▶ WHAT IS NEEDED: Return the full set of records, matching them character for character.

▶ RECORDS FOR THE TASK:
•••

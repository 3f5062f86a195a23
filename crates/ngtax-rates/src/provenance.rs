//! # Override Provenance
//!
//! Every override is recorded as an [`OverrideEntry`] carrying who set it,
//! where it came from, when, and its per-path version. Entries are
//! superseded, never deleted.
//!
//! An [`OverrideSnapshot`] is the highest-version entry for each path at one
//! instant. Snapshots are immutable values: a write produces a new snapshot
//! via [`OverrideSnapshot::with_entries`] and the old one stays valid for any
//! reader still holding it.

use std::collections::BTreeMap;

use chrono::{DateTime, Utc};
use ngtax_core::OverrideId;
use serde::{Deserialize, Serialize};

use crate::path::FieldPath;
use crate::value::OverrideValue;

/// Where an override came from.
///
/// Sources have no precedence over each other; the highest version wins.
#[derive(Debug, Clone, Copy, PartialEq, Eq, Hash, Serialize, Deserialize)]
#[serde(rename_all = "lowercase")]
pub enum OverrideSource {
    /// Pulled from the remote rate authority by the refresh cache.
    Remote,
    /// Submitted through the administrative API.
    Api,
    /// Loaded by an operator (CLI override file).
    Manual,
}

impl OverrideSource {
    /// Wire name of the source.
    pub fn as_str(&self) -> &'static str {
        match self {
            Self::Remote => "remote",
            Self::Api => "api",
            Self::Manual => "manual",
        }
    }
}

impl std::fmt::Display for OverrideSource {
    fn fmt(&self, f: &mut std::fmt::Formatter<'_>) -> std::fmt::Result {
        f.write_str(self.as_str())
    }
}

/// One applied override with its provenance.
#[derive(Debug, Clone, PartialEq, Eq, Serialize)]
#[serde(rename_all = "camelCase")]
pub struct OverrideEntry {
    /// Audit identifier.
    pub id: OverrideId,
    /// The field this entry overrides.
    pub path: FieldPath,
    /// The typed value.
    pub value: OverrideValue,
    /// Where the override came from.
    pub source: OverrideSource,
    /// When the store accepted it.
    pub applied_at: DateTime<Utc>,
    /// Who submitted it, when known.
    pub actor: Option<String>,
    /// Monotonic version for this path, starting at 1.
    pub version: u64,
    /// Store-wide commit number. Entries written in one batch share it.
    pub sequence: u64,
}

impl OverrideEntry {
    /// Whether this entry should replace `other` for the same path.
    pub fn supersedes(&self, other: &OverrideEntry) -> bool {
        (self.version, self.sequence) > (other.version, other.sequence)
    }
}

/// The authoritative override for each path at one instant.
#[derive(Debug, Clone, Default, PartialEq, Eq, Serialize)]
#[serde(rename_all = "camelCase")]
pub struct OverrideSnapshot {
    sequence: u64,
    entries: BTreeMap<FieldPath, OverrideEntry>,
}

impl OverrideSnapshot {
    /// A snapshot with no overrides.
    pub fn empty() -> Self {
        Self::default()
    }

    /// Derive a snapshot from a set of entries, keeping the highest version
    /// per path.
    pub fn from_entries(entries: impl IntoIterator<Item = OverrideEntry>) -> Self {
        Self::empty().with_entries(entries)
    }

    /// A new snapshot with `entries` folded in. Entries that do not supersede
    /// the current one for their path are ignored.
    pub fn with_entries(&self, entries: impl IntoIterator<Item = OverrideEntry>) -> Self {
        let mut next = self.clone();
        for entry in entries {
            next.sequence = next.sequence.max(entry.sequence);
            match next.entries.get(&entry.path) {
                Some(current) if !entry.supersedes(current) => {}
                _ => {
                    next.entries.insert(entry.path, entry);
                }
            }
        }
        next
    }

    /// The authoritative entry for `path`, if overridden.
    pub fn get(&self, path: &FieldPath) -> Option<&OverrideEntry> {
        self.entries.get(path)
    }

    /// Current version for `path`; 0 when not overridden.
    pub fn version_of(&self, path: &FieldPath) -> u64 {
        self.entries.get(path).map_or(0, |e| e.version)
    }

    /// Entries ordered by path.
    pub fn entries(&self) -> impl Iterator<Item = &OverrideEntry> {
        self.entries.values()
    }

    /// Number of overridden paths.
    pub fn len(&self) -> usize {
        self.entries.len()
    }

    /// Whether nothing is overridden.
    pub fn is_empty(&self) -> bool {
        self.entries.is_empty()
    }

    /// The highest commit sequence folded into this snapshot.
    pub fn sequence(&self) -> u64 {
        self.sequence
    }

    /// The highest per-path version in the snapshot.
    pub fn highest_version(&self) -> u64 {
        self.entries.values().map(|e| e.version).max().unwrap_or(0)
    }
}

•••

▶ SOLUTION FOR THIS EXERCISE:
repository 3f5062f86a195a23
filename crates/ngtax-rates/src/provenance.rs
//! # Override Provenance
//!
//! Every override is recorded as an [`OverrideEntry`] carrying who set it,
//! where it came from, when, and its per-path version. Entries are
//! superseded, never deleted.
//!
//! An [`OverrideSnapshot`] is the highest-version entry for each path at one
//! instant. Snapshots are immutable values: a write produces a new snapshot
//! via [`OverrideSnapshot::with_entries`] and the old one stays valid for any
//! reader still holding it.

use std::collections::BTreeMap;

use chrono::{DateTime, Utc};
use ngtax_core::OverrideId;
use serde::{Deserialize, Serialize};

use crate::path::FieldPath;
use crate::value::OverrideValue;

/// Where an override came from.
///
/// Sources have no precedence over each other; the highest version wins.
#[derive(Debug, Clone, Copy, PartialEq, Eq, Hash, Serialize, Deserialize)]
#[serde(rename_all = "lowercase")]
pub enum OverrideSource {
    /// Pulled from the remote rate authority by the refresh cache.
    Remote,
    /// Submitted through the administrative API.
    Api,
    /// Loaded by an operator (CLI override file).
    Manual,
}

impl OverrideSource {
    /// Wire name of the source.
    pub fn as_str(&self) -> &'static str {
        match self {
            Self::Remote => "remote",
            Self::Api => "api",
            Self::Manual => "manual",
        }
    }
}

impl std::fmt::Display for OverrideSource {
    fn fmt(&self, f: &mut std::fmt::Formatter<'_>) -> std::fmt::Result {
        f.write_str(self.as_str())
    }
}

/// One applied override with its provenance.
#[derive(Debug, Clone, PartialEq, Eq, Serialize)]
#[serde(rename_all = "camelCase")]
pub struct OverrideEntry {
    /// Audit identifier.
    pub id: OverrideId,
    /// The field this entry overrides.
    pub path: FieldPath,
    /// The typed value.
    pub value: OverrideValue,
    /// Where the override came from.
    pub source: OverrideSource,
    /// When the store accepted it.
    pub applied_at: DateTime<Utc>,
    /// Who submitted it, when known.
    pub actor: Option<String>,
    /// Monotonic version for this path, starting at 1.
    pub version: u64,
    /// Store-wide commit number. Entries written in one batch share it.
    pub sequence: u64,
}

impl OverrideEntry {
    /// Whether this entry should replace `other` for the same path.
    pub fn supersedes(&self, other: &OverrideEntry) -> bool {
        (self.version, self.sequence) > (other.version, other.sequence)
    }
}

/// The authoritative override for each path at one instant.
#[derive(Debug, Clone, Default, PartialEq, Eq, Serialize)]
#[serde(rename_all = "camelCase")]
pub struct OverrideSnapshot {
    sequence: u64,
    entries: BTreeMap<FieldPath, OverrideEntry>,
}

impl OverrideSnapshot {
    /// A snapshot with no overrides.
    pub fn empty() -> Self {
        Self::default()
    }

    /// Derive a snapshot from a set of entries, keeping the highest version
    /// per path.
    pub fn from_entries(entries: impl IntoIterator<Item = OverrideEntry>) -> Self {
        Self::empty().with_entries(entries)
    }

    /// A new snapshot with `entries` folded in. Entries that do not supersede
    /// the current one for their path are ignored.
    pub fn with_entries(&self, entries: impl IntoIterator<Item = OverrideEntry>) -> Self {
        let mut next = self.clone();
        for entry in entries {
            next.sequence = next.sequence.max(entry.sequence);
            match next.entries.get(&entry.path) {
                Some(current) if !entry.supersedes(current) => {}
                _ => {
                    next.entries.insert(entry.path, entry);
                }
            }
        }
        next
    }

    /// The authoritative entry for `path`, if overridden.
    pub fn get(&self, path: &FieldPath) -> Option<&OverrideEntry> {
        self.entries.get(path)
    }

    /// Current version for `path`; 0 when not overridden.
    pub fn version_of(&self, path: &FieldPath) -> u64 {
        self.entries.get(path).map_or(0, |e| e.version)
    }

    /// Entries ordered by path.
    pub fn entries(&self) -> impl Iterator<Item = &OverrideEntry> {
        self.entries.values()
    }

    /// Number of overridden paths.
    pub fn len(&self) -> usize {
        self.entries.len()
    }

    /// Whether nothing is overridden.
    pub fn is_empty(&self) -> bool {
        self.entries.is_empty()
    }

    /// The highest commit sequence folded into this snapshot.
    pub fn sequence(&self) -> u64 {
        self.sequence
    }

    /// The highest per-path version in the snapshot.
    pub fn highest_version(&self) -> u64 {
        self.entries.values().map(|e| e.version).max().unwrap_or(0)
    }
}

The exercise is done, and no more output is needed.